In February 2019, the United States District Court for the Southern District of Texas ruled that male-only conscription registration breached the Fourteenth Amendment's equal protection clause, overturning the previous ruling on the grounds that the policies of the armed forces regarding women had changed significantly, such that they can now be used interchangeably with men. In a case brought by non-profit men's rights organisation the National Coalition for Men against the U.S. Selective Service System, judge Gray H. Miller issued a declaratory judgement that the male-only registration requirement is unconstitutional, though did not specify what action the government should take. That decision was reversed by the 5th Circuit Court of Appeals. A petition for review was then filed with the U.S. Supreme Court. In June 2021, the U.S. Supreme Court declined to review the decision by the Court of Appeals due to the fact that Congress was actively investigating removing the male-only requirement.

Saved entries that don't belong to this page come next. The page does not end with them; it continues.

//! Common error types for Boptone tooling

use thiserror::Error;

/// Common result type for Boptone operations
pub type Result<T> = std::result::Result<T, Error>;

/// Common error types across Boptone crates
#[derive(Error, Debug)]
pub enum Error {
    /// I/O operation error (wraps std::io::Error)
    #[error("IO error: {0}")]
    Io(#[from] std::io::Error),

    /// TOML document could not be parsed
    #[error("TOML parse error: {0}")]
    Toml(#[from] toml::de::Error),

    /// Configuration loading or validation error
    #[error("Configuration error: {0}")]
    Config(String),

    /// Internal error
    #[error("Internal error: {0}")]
    Internal(String),
}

==Conscientious objection==

According to the Selective Service System,

A conscientious objector is one who is opposed to serving in the armed forces and/or bearing arms on the grounds of moral or religious principles.
...
Beliefs which qualify a registrant for CO status may be religious in nature, but don't have to be. Beliefs may be moral or ethical; however, a man's reasons for not wanting to participate in a war must not be based on politics, expediency, or self-interest. In general, the man's lifestyle prior to making his claim must reflect his current claims.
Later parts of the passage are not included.